| Material provided |
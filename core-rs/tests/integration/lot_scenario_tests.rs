//! Integration tests for a complete lot session
//!
//! Tests the full flow a caller drives through the public API:
//! - Registration from a lot definition
//! - Allocation across vehicle categories
//! - Lookup, status and release
//! - Script execution against the same lot

use lot_core::script::{self, Outcome};
use lot_core::{
    LotConfig, LotError, LotManager, Occupancy, SharedLot, Slot, SlotType, Vehicle,
};

fn demo_lot() -> LotManager {
    let mut lot = LotManager::with_default_categories();
    for id in ["C1", "C2", "C3"] {
        lot.register_slot(Slot::new(id, SlotType::compact())).unwrap();
    }
    for id in ["B1", "B2"] {
        lot.register_slot(Slot::new(id, SlotType::bike())).unwrap();
    }
    lot.register_slot(Slot::new("L1", SlotType::large())).unwrap();
    lot
}

#[test]
fn test_reference_scenario() {
    let mut lot = demo_lot();

    // 1. Park one vehicle of each category
    assert_eq!(lot.allocate(&Vehicle::new("X1", "car")).unwrap().as_str(), "C1");
    assert_eq!(lot.allocate(&Vehicle::new("X2", "bike")).unwrap().as_str(), "B1");
    assert_eq!(lot.allocate(&Vehicle::new("X3", "truck")).unwrap().as_str(), "L1");

    // 2. Status per slot type
    let status = lot.status();
    assert_eq!(
        status.get(&SlotType::compact()),
        Some(&Occupancy { occupied: 1, available: 2 })
    );
    assert_eq!(
        status.get(&SlotType::bike()),
        Some(&Occupancy { occupied: 1, available: 1 })
    );
    assert_eq!(
        status.get(&SlotType::large()),
        Some(&Occupancy { occupied: 1, available: 0 })
    );

    // 3. Release C1 and re-check compact
    assert_eq!(lot.release("C1").unwrap(), "X1");
    assert_eq!(
        lot.status().get(&SlotType::compact()),
        Some(&Occupancy { occupied: 0, available: 3 })
    );

    lot.check_invariants().unwrap();
}

#[test]
fn test_sample_config_matches_handbuilt_lot() {
    let from_config = LotConfig::sample().build().unwrap();
    let by_hand = demo_lot();

    let config_ids: Vec<_> = from_config.slots().map(|s| s.id.clone()).collect();
    let hand_ids: Vec<_> = by_hand.slots().map(|s| s.id.clone()).collect();

    assert_eq!(config_ids, hand_ids);
    assert_eq!(from_config.status(), by_hand.status());
}

#[test]
fn test_round_trip_allocate_find_release() {
    let mut lot = demo_lot();
    let vehicle = Vehicle::new("MH12AB1234", "car");

    let slot_id = lot.allocate(&vehicle).unwrap();
    assert_eq!(lot.find(&vehicle.id).unwrap().slot_id, slot_id);

    lot.release(slot_id.as_str()).unwrap();
    assert!(matches!(lot.find(&vehicle.id), Err(LotError::NotFound(_))));
}

#[test]
fn test_fill_drain_refill() {
    let mut lot = demo_lot();

    // Fill every compact slot
    for n in 1..=3 {
        lot.allocate(&Vehicle::new(format!("CAR{}", n), "car")).unwrap();
    }
    assert!(lot.allocate(&Vehicle::new("CAR4", "car")).unwrap_err().is_capacity());

    // Drain in reverse order
    for id in ["C3", "C2", "C1"] {
        lot.release(id).unwrap();
    }

    // Refill follows release order
    let refill: Vec<String> = (5..=7)
        .map(|n| lot.allocate(&Vehicle::new(format!("CAR{}", n), "car")).unwrap().to_string())
        .collect();
    assert_eq!(refill, vec!["C3", "C2", "C1"]);

    lot.check_invariants().unwrap();
}

#[test]
fn test_script_session_matches_direct_calls() {
    let mut lot = LotConfig::sample().build().unwrap();
    let commands = script::parse_script(
        r#"
park MH12AB1234 car
park MH12XY4321 bike
park MH14TR1111 truck
find MH12XY4321
status
release C1
status
"#,
    )
    .unwrap();

    let outcomes = script::run(&mut lot, &commands);

    assert_eq!(outcomes.len(), 7);
    assert!(outcomes.iter().all(|o| !o.is_rejected()));
    assert_eq!(
        outcomes[3].to_string(),
        "Vehicle MH12XY4321 is parked at slot B1 (bike)"
    );
    assert_eq!(
        outcomes[5].to_string(),
        "Slot C1 released from vehicle MH12AB1234"
    );

    match &outcomes[6] {
        Outcome::Status(report) => {
            assert_eq!(
                report.get(&SlotType::compact()),
                Some(&Occupancy { occupied: 0, available: 3 })
            );
            assert_eq!(report.totals(), Occupancy { occupied: 2, available: 4 });
        }
        other => panic!("Expected status outcome, got {:?}", other),
    }
}

#[test]
fn test_shared_lot_serves_many_threads() {
    let lot = SharedLot::new(demo_lot());

    let handles: Vec<_> = (0..4)
        .map(|n| {
            let lot = lot.clone();
            std::thread::spawn(move || {
                let vehicle = Vehicle::new(format!("BIKE{}", n), "bike");
                match lot.allocate(&vehicle) {
                    Ok(slot_id) => {
                        lot.release(slot_id.as_str()).unwrap();
                        true
                    }
                    Err(e) => {
                        assert!(e.is_capacity());
                        false
                    }
                }
            })
        })
        .collect();

    for handle in handles {
        handle.join().unwrap();
    }

    let status = lot.status().unwrap();
    assert_eq!(
        status.get(&SlotType::bike()),
        Some(&Occupancy { occupied: 0, available: 2 })
    );
    lot.with(|m| m.check_invariants()).unwrap().unwrap();
}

| What the task requires |
Transcribe the data above so that every line matches exactly.

| Answer to this exercise |
filename core-rs/tests/integration/lot_scenario_tests.rs
//! Integration tests for a complete lot session
//!
//! Tests the full flow a caller drives through the public API:
//! - Registration from a lot definition
//! - Allocation across vehicle categories
//! - Lookup, status and release
//! - Script execution against the same lot

use lot_core::script::{self, Outcome};
use lot_core::{
    LotConfig, LotError, LotManager, Occupancy, SharedLot, Slot, SlotType, Vehicle,
};

fn demo_lot() -> LotManager {
    let mut lot = LotManager::with_default_categories();
    for id in ["C1", "C2", "C3"] {
        lot.register_slot(Slot::new(id, SlotType::compact())).unwrap();
    }
    for id in ["B1", "B2"] {
        lot.register_slot(Slot::new(id, SlotType::bike())).unwrap();
    }
    lot.register_slot(Slot::new("L1", SlotType::large())).unwrap();
    lot
}

#[test]
fn test_reference_scenario() {
    let mut lot = demo_lot();

    // 1. Park one vehicle of each category
    assert_eq!(lot.allocate(&Vehicle::new("X1", "car")).unwrap().as_str(), "C1");
    assert_eq!(lot.allocate(&Vehicle::new("X2", "bike")).unwrap().as_str(), "B1");
    assert_eq!(lot.allocate(&Vehicle::new("X3", "truck")).unwrap().as_str(), "L1");

    // 2. Status per slot type
    let status = lot.status();
    assert_eq!(
        status.get(&SlotType::compact()),
        Some(&Occupancy { occupied: 1, available: 2 })
    );
    assert_eq!(
        status.get(&SlotType::bike()),
        Some(&Occupancy { occupied: 1, available: 1 })
    );
    assert_eq!(
        status.get(&SlotType::large()),
        Some(&Occupancy { occupied: 1, available: 0 })
    );

    // 3. Release C1 and re-check compact
    assert_eq!(lot.release("C1").unwrap(), "X1");
    assert_eq!(
        lot.status().get(&SlotType::compact()),
        Some(&Occupancy { occupied: 0, available: 3 })
    );

    lot.check_invariants().unwrap();
}

#[test]
fn test_sample_config_matches_handbuilt_lot() {
    let from_config = LotConfig::sample().build().unwrap();
    let by_hand = demo_lot();

    let config_ids: Vec<_> = from_config.slots().map(|s| s.id.clone()).collect();
    let hand_ids: Vec<_> = by_hand.slots().map(|s| s.id.clone()).collect();

    assert_eq!(config_ids, hand_ids);
    assert_eq!(from_config.status(), by_hand.status());
}

#[test]
fn test_round_trip_allocate_find_release() {
    let mut lot = demo_lot();
    let vehicle = Vehicle::new("MH12AB1234", "car");

    let slot_id = lot.allocate(&vehicle).unwrap();
    assert_eq!(lot.find(&vehicle.id).unwrap().slot_id, slot_id);

    lot.release(slot_id.as_str()).unwrap();
    assert!(matches!(lot.find(&vehicle.id), Err(LotError::NotFound(_))));
}

#[test]
fn test_fill_drain_refill() {
    let mut lot = demo_lot();

    // Fill every compact slot
    for n in 1..=3 {
        lot.allocate(&Vehicle::new(format!("CAR{}", n), "car")).unwrap();
    }
    assert!(lot.allocate(&Vehicle::new("CAR4", "car")).unwrap_err().is_capacity());

    // Drain in reverse order
    for id in ["C3", "C2", "C1"] {
        lot.release(id).unwrap();
    }

    // Refill follows release order
    let refill: Vec<String> = (5..=7)
        .map(|n| lot.allocate(&Vehicle::new(format!("CAR{}", n), "car")).unwrap().to_string())
        .collect();
    assert_eq!(refill, vec!["C3", "C2", "C1"]);

    lot.check_invariants().unwrap();
}

#[test]
fn test_script_session_matches_direct_calls() {
    let mut lot = LotConfig::sample().build().unwrap();
    let commands = script::parse_script(
        r#"
park MH12AB1234 car
park MH12XY4321 bike
park MH14TR1111 truck
find MH12XY4321
status
release C1
status
"#,
    )
    .unwrap();

    let outcomes = script::run(&mut lot, &commands);

    assert_eq!(outcomes.len(), 7);
    assert!(outcomes.iter().all(|o| !o.is_rejected()));
    assert_eq!(
        outcomes[3].to_string(),
        "Vehicle MH12XY4321 is parked at slot B1 (bike)"
    );
    assert_eq!(
        outcomes[5].to_string(),
        "Slot C1 released from vehicle MH12AB1234"
    );

    match &outcomes[6] {
        Outcome::Status(report) => {
            assert_eq!(
                report.get(&SlotType::compact()),
                Some(&Occupancy { occupied: 0, available: 3 })
            );
            assert_eq!(report.totals(), Occupancy { occupied: 2, available: 4 });
        }
        other => panic!("Expected status outcome, got {:?}", other),
    }
}

#[test]
fn test_shared_lot_serves_many_threads() {
    let lot = SharedLot::new(demo_lot());

    let handles: Vec<_> = (0..4)
        .map(|n| {
            let lot = lot.clone();
            std::thread::spawn(move || {
                let vehicle = Vehicle::new(format!("BIKE{}", n), "bike");
                match lot.allocate(&vehicle) {
                    Ok(slot_id) => {
                        lot.release(slot_id.as_str()).unwrap();
                        true
                    }
                    Err(e) => {
                        assert!(e.is_capacity());
                        false
                    }
                }
            })
        })
        .collect();

    for handle in handles {
        handle.join().unwrap();
    }

    let status = lot.status().unwrap();
    assert_eq!(
        status.get(&SlotType::bike()),
        Some(&Occupancy { occupied: 0, available: 2 })
    );
    lot.with(|m| m.check_invariants()).unwrap().unwrap();
}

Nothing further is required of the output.